| PROMPT |
Search the data for "every". Return each matching line.

| MATERIAL SUPPLIED |
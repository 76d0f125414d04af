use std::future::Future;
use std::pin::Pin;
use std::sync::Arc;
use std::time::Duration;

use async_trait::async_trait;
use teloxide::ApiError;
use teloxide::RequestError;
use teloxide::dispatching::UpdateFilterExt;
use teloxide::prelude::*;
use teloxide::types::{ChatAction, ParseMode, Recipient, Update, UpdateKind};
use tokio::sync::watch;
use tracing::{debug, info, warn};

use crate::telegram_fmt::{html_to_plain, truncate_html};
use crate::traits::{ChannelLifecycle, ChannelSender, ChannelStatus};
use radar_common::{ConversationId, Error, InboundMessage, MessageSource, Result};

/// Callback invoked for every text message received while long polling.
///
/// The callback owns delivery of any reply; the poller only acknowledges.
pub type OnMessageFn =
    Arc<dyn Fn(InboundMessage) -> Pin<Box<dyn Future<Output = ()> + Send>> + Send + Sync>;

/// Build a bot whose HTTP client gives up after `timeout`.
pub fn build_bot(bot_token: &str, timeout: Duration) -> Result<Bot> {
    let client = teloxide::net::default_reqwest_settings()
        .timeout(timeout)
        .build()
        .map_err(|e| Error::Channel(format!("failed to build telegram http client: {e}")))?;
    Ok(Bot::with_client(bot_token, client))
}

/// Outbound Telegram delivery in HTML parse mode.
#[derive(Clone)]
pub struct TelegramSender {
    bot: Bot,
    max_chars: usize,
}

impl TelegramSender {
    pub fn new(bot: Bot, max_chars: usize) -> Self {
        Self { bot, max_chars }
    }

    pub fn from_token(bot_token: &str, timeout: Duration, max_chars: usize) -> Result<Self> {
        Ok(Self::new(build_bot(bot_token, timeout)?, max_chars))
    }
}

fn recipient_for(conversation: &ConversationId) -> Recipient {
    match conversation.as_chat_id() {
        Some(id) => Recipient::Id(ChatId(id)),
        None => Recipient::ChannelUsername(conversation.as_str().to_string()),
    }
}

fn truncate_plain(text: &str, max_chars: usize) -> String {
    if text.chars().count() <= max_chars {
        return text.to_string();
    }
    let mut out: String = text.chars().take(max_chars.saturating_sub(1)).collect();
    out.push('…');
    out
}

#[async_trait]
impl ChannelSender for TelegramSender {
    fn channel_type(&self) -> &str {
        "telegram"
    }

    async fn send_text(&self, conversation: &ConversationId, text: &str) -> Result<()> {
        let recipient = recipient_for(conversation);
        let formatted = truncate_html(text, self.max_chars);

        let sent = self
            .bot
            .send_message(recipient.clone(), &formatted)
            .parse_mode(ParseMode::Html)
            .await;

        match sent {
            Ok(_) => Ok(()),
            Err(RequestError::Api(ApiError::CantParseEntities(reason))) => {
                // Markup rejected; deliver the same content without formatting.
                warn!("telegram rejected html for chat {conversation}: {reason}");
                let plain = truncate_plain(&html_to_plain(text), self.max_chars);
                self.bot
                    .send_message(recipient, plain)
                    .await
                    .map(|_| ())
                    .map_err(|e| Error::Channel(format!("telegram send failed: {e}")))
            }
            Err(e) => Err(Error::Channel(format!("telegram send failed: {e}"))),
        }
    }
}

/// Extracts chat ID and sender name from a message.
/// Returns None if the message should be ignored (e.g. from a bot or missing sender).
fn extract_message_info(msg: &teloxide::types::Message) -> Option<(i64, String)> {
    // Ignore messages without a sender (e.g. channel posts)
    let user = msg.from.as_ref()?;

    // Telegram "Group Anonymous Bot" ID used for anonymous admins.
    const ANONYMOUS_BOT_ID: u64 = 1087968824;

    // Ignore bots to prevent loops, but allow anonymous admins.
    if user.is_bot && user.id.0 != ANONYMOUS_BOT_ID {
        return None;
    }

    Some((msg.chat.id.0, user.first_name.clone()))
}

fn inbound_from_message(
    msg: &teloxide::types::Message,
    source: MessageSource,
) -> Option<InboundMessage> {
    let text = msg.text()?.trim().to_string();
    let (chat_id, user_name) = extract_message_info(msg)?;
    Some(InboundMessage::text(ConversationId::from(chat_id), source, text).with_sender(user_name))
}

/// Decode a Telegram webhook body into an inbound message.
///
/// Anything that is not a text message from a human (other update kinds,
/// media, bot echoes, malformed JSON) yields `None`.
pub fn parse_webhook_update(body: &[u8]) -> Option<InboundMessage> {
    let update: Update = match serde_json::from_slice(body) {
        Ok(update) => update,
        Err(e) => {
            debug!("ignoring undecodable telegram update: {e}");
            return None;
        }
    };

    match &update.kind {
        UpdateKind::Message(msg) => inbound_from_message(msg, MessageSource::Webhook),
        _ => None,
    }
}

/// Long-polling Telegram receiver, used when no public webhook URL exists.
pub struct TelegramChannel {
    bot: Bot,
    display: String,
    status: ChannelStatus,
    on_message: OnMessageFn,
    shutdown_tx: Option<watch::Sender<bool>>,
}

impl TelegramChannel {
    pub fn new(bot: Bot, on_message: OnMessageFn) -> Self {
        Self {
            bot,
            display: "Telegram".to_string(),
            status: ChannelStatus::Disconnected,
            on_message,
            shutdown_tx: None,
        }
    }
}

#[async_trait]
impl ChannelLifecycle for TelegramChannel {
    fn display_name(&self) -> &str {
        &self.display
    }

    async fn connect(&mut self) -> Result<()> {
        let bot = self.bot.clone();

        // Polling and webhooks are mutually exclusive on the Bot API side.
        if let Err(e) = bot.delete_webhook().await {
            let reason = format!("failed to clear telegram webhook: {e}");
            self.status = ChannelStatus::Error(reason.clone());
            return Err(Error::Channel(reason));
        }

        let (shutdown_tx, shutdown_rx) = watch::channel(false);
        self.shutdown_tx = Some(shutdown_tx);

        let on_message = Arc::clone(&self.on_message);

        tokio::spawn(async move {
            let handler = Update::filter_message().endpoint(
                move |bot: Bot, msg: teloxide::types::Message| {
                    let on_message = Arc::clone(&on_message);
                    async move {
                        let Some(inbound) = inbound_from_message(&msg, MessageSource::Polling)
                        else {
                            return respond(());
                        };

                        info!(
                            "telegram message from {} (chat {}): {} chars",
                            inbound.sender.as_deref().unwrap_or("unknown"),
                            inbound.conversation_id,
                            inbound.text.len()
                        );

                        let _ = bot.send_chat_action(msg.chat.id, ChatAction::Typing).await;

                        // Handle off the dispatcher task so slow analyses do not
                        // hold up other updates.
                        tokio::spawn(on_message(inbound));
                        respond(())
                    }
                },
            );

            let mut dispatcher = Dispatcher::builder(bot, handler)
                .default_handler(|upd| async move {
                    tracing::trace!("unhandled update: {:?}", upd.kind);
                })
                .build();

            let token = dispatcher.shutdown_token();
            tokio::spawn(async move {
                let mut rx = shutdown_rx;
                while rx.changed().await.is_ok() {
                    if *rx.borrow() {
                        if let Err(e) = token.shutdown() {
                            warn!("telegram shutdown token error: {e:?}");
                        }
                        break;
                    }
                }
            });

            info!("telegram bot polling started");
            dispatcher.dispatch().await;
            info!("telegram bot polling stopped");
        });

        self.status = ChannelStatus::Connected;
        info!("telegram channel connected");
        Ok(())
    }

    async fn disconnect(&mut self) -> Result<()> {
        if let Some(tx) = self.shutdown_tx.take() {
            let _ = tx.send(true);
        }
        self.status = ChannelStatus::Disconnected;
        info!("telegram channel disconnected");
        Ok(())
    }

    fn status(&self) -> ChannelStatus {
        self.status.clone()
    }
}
==
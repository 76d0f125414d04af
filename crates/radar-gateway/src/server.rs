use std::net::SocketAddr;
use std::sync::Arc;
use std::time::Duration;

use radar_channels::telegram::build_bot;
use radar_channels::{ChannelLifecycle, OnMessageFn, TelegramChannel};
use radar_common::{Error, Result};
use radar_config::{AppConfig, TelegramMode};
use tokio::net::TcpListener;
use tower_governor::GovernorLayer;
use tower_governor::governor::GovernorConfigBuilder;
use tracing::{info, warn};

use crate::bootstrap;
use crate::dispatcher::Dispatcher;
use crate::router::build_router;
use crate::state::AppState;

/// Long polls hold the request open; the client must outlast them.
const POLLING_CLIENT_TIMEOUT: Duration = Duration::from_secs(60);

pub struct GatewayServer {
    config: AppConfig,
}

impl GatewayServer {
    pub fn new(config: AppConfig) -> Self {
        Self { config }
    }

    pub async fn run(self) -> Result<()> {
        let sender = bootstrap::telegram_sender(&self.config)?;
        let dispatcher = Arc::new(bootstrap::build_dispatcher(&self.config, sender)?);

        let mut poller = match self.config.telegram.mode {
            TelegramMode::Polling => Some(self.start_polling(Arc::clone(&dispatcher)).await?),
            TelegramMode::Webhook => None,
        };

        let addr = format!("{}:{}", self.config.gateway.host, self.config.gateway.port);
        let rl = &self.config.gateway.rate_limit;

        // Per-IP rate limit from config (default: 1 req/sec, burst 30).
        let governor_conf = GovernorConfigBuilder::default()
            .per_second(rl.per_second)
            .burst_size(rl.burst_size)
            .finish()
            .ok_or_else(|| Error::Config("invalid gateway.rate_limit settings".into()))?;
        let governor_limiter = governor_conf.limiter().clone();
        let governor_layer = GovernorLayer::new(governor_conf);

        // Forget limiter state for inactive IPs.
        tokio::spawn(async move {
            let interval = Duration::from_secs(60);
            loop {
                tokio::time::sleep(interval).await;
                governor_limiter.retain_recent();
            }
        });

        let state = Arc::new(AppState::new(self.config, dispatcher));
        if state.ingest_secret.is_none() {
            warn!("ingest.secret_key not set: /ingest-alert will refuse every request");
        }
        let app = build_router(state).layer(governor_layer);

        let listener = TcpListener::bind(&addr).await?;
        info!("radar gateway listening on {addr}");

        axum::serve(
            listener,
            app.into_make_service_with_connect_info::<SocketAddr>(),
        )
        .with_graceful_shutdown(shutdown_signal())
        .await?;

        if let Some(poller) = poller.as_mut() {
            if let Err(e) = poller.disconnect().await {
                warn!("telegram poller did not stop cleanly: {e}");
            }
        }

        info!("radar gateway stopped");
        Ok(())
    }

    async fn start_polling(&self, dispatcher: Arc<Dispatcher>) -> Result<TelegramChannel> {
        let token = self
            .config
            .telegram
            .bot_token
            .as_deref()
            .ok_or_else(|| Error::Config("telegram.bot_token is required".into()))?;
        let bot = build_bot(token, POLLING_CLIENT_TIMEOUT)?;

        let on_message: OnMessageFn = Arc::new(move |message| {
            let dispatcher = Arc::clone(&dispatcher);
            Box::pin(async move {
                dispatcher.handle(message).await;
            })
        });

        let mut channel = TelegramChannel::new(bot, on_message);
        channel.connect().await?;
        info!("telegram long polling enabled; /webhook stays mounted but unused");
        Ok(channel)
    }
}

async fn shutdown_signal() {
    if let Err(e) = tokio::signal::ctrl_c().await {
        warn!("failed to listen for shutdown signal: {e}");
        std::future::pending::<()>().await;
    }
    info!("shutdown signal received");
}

| FINISHED EXERCISE |
/// Callback invoked for every text message received while long polling.
            warn!("ingest.secret_key not set: /ingest-alert will refuse every request");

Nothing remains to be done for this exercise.